**Entries shown**

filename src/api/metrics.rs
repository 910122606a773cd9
//! Prometheus metrics endpoint.

use axum::{http::StatusCode, response::IntoResponse};

use crate::metrics;

/// GET /metrics - Prometheus metrics endpoint
pub async fn prometheus_metrics() -> impl IntoResponse {
    match metrics::encode_metrics() {
        Ok(output) => (
            StatusCode::OK,
            [(axum::http::header::CONTENT_TYPE, "text/plain; version=0.0.4; charset=utf-8")],
            output,
        ),
        Err(e) => {
            tracing::error!(error = %e, "Failed to encode Prometheus metrics");
            (
                StatusCode::INTERNAL_SERVER_ERROR,
                [(axum::http::header::CONTENT_TYPE, "text/plain")],
                format!("Failed to encode metrics: {}", e),
            )
        }
    }
}
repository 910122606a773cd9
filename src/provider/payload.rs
//! OneSignal notification request body.

use std::collections::HashMap;

use serde::{Deserialize, Serialize};

use crate::config::ProviderConfig;

/// Segment covering every subscriber; the email filter narrows it down.
pub const ALL_SEGMENTS: &str = "All";

/// Language key of the pushed text. Outbound text is not localized.
pub const CONTENT_LANGUAGE: &str = "en";

#[derive(Debug, Clone, PartialEq, Eq, Serialize, Deserialize)]
pub struct Filter {
    pub field: String,
    pub relation: String,
    pub value: String,
}

impl Filter {
    /// Match devices whose registered email tag equals `email`.
    pub fn email_equals(email: &str) -> Self {
        Self {
            field: "email".to_string(),
            relation: "=".to_string(),
            value: email.to_string(),
        }
    }
}

#[derive(Debug, Clone, PartialEq, Eq, Serialize, Deserialize)]
pub struct NotificationPayload {
    pub app_id: String,
    pub included_segments: Vec<String>,
    #[serde(skip_serializing_if = "Option::is_none")]
    pub data: Option<HashMap<String, String>>,
    pub large_icon: String,
    pub contents: HashMap<String, String>,
    pub filters: Vec<Filter>,
}

impl NotificationPayload {
    /// Build the request addressing every device registered with `email`.
    pub fn for_email(provider: &ProviderConfig, email: &str, text: &str) -> Self {
        Self {
            app_id: provider.app_id.clone(),
            included_segments: vec![ALL_SEGMENTS.to_string()],
            data: provider.data.clone(),
            large_icon: provider.large_icon.clone(),
            contents: HashMap::from([(CONTENT_LANGUAGE.to_string(), text.to_string())]),
            filters: vec![Filter::email_equals(email)],
        }
    }
}

#[cfg(test)]
mod tests {
    use super::*;
    use serde_json::json;

    fn provider() -> ProviderConfig {
        ProviderConfig {
            app_id: "app-123".to_string(),
            rest_key: "key".to_string(),
            ..ProviderConfig::default()
        }
    }

    #[test]
    fn test_wire_shape() {
        let payload = NotificationPayload::for_email(&provider(), "bob@example.com", "New grade");

        let value = serde_json::to_value(&payload).unwrap();
        assert_eq!(
            value,
            json!({
                "app_id": "app-123",
                "included_segments": ["All"],
                "large_icon": "ic_launcher_round.png",
                "contents": {"en": "New grade"},
                "filters": [{"field": "email", "relation": "=", "value": "bob@example.com"}]
            })
        );
    }

    #[test]
    fn test_data_passthrough() {
        let mut provider = provider();
        provider.data = Some(HashMap::from([("screen".to_string(), "inbox".to_string())]));

        let payload = NotificationPayload::for_email(&provider, "bob@example.com", "hi");
        let value = serde_json::to_value(&payload).unwrap();
        assert_eq!(value["data"], json!({"screen": "inbox"}));
    }
}
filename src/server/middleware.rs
use axum::{
    body::Body,
    extract::State,
    http::{Request, StatusCode},
    middleware::Next,
    response::Response,
};

use super::AppState;

/// API Key authentication middleware
/// Validates X-API-Key header against configured api.key
pub async fn api_key_auth(
    State(state): State<AppState>,
    req: Request<Body>,
    next: Next,
) -> Result<Response, StatusCode> {
    // If no API key is configured, allow all requests (development mode)
    let Some(expected_key) = &state.settings.api.key else {
        return Ok(next.run(req).await);
    };

    let api_key = req
        .headers()
        .get("X-API-Key")
        .and_then(|v| v.to_str().ok());

    match api_key {
        Some(key) if key == expected_key => Ok(next.run(req).await),
        Some(_) => {
            tracing::warn!("Invalid API key provided");
            Err(StatusCode::UNAUTHORIZED)
        }
        None => {
            tracing::warn!("Missing API key header");
            Err(StatusCode::UNAUTHORIZED)
        }
    }
}
use std::sync::Arc;
use std::time::Instant;

use crate::auth::JwtValidator;
use crate::config::Settings;
use crate::device::{DeviceRegistry, DeviceStore};
use crate::directory::UserDirectory;
use crate::notification::PushDispatcher;
use crate::postgres::PostgresPool;
use crate::provider::PushTransport;

#[derive(Clone)]
pub struct AppState {
    pub settings: Arc<Settings>,
    pub jwt_validator: Arc<JwtValidator>,
    pub registry: Arc<DeviceRegistry>,
    pub directory: Arc<dyn UserDirectory>,
    pub dispatcher: Arc<PushDispatcher>,
    pub postgres_pool: Option<PostgresPool>,
    pub start_time: Instant,
}

impl AppState {
    pub fn new(
        settings: Settings,
        device_store: Arc<dyn DeviceStore>,
        directory: Arc<dyn UserDirectory>,
        transport: Arc<dyn PushTransport>,
    ) -> Self {
        let jwt_validator = Arc::new(JwtValidator::new(&settings.jwt));
        let registry = Arc::new(DeviceRegistry::new(device_store, settings.push.clone()));
        let dispatcher = Arc::new(PushDispatcher::new(
            transport,
            directory.clone(),
            &settings.delivery,
        ));

        Self {
            settings: Arc::new(settings),
            jwt_validator,
            registry,
            directory,
            dispatcher,
            postgres_pool: None,
            start_time: Instant::now(),
        }
    }

    /// Attach the pool backing the stores, reported by the health endpoint.
    pub fn with_postgres_pool(mut self, pool: PostgresPool) -> Self {
        self.postgres_pool = Some(pool);
        self
    }
}
//! Device registry: reconciles host devices with provider links and guards
//! per-device enable state.

use std::sync::Arc;

use crate::auth::SessionContext;
use crate::config::{ProviderConfig, PushConfig};
use crate::metrics::DeviceMetrics;

use super::store::{DeviceStore, DeviceStoreError};
use super::types::UserDevice;

pub struct DeviceRegistry {
    store: Arc<dyn DeviceStore>,
    push: PushConfig,
}

impl DeviceRegistry {
    pub fn new(store: Arc<dyn DeviceStore>, push: PushConfig) -> Self {
        Self { store, push }
    }

    pub fn store(&self) -> &Arc<dyn DeviceStore> {
        &self.store
    }

    /// Whether provider credentials are present.
    pub fn is_system_configured(provider: &ProviderConfig) -> bool {
        provider.is_configured()
    }

    /// Push-capable devices of a user, provisioning missing provider links.
    ///
    /// `user_id` defaults to the session user. Every returned entry carries
    /// the provider link id in `id`.
    #[tracing::instrument(
        name = "registry.get_user_devices",
        skip(self, session),
        fields(session_user_id = session.user_id)
    )]
    pub async fn get_user_devices(
        &self,
        session: &SessionContext,
        app_id: &str,
        user_id: Option<i64>,
    ) -> Result<Vec<UserDevice>, DeviceStoreError> {
        let user_id = user_id.unwrap_or(session.user_id);
        let devices = self.store.list_user_devices(app_id, user_id).await?;

        let mut result = Vec::with_capacity(devices.len());
        let mut provisioned = 0usize;

        for device in devices {
            if !self.push.supports_platform(&device.platform) {
                tracing::trace!(
                    device_id = device.id,
                    platform = %device.platform,
                    "Skipping device without push support"
                );
                continue;
            }

            let (link, created) = self.store.ensure_link(device.id).await?;
            if created {
                provisioned += 1;
                DeviceMetrics::record_link_created();
            }
            result.push(UserDevice::new(device, &link));
        }

        tracing::debug!(
            user_id = user_id,
            devices = result.len(),
            provisioned = provisioned,
            "Resolved user devices"
        );

        Ok(result)
    }

    /// Enable or disable a provider link owned by the session user.
    ///
    /// Every failure, including a foreign or unknown link, yields `false`.
    #[tracing::instrument(
        name = "registry.enable_device",
        skip(self, session),
        fields(session_user_id = session.user_id)
    )]
    pub async fn enable_device(&self, session: &SessionContext, link_id: i64, enable: bool) -> bool {
        match self.try_enable_device(session, link_id, enable).await {
            Ok(updated) => {
                if updated {
                    DeviceMetrics::record_toggle(enable);
                }
                updated
            }
            Err(e) => {
                tracing::error!(link_id = link_id, error = %e, "Failed to update device link");
                false
            }
        }
    }

    async fn try_enable_device(
        &self,
        session: &SessionContext,
        link_id: i64,
        enable: bool,
    ) -> Result<bool, DeviceStoreError> {
        let Some(link) = self.store.find_link(link_id).await? else {
            tracing::debug!(link_id = link_id, "Unknown device link");
            return Ok(false);
        };

        if self
            .store
            .find_owned_device(link.user_device_id, session.user_id)
            .await?
            .is_none()
        {
            tracing::warn!(
                link_id = link_id,
                user_device_id = link.user_device_id,
                user_id = session.user_id,
                "Device link not owned by caller"
            );
            return Ok(false);
        }

        self.store.set_link_enabled(link.id, enable).await
    }
}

**About this task**
Restate the listing word for word, but only from its first line through the line with "- Prometheus metrics endpoint", keeping both end lines.

**Written answer**
filename src/api/metrics.rs
repository 910122606a773cd9
//! Prometheus metrics endpoint.

use axum::{http::StatusCode, response::IntoResponse};

use crate::metrics;

/// GET /metrics - Prometheus metrics endpoint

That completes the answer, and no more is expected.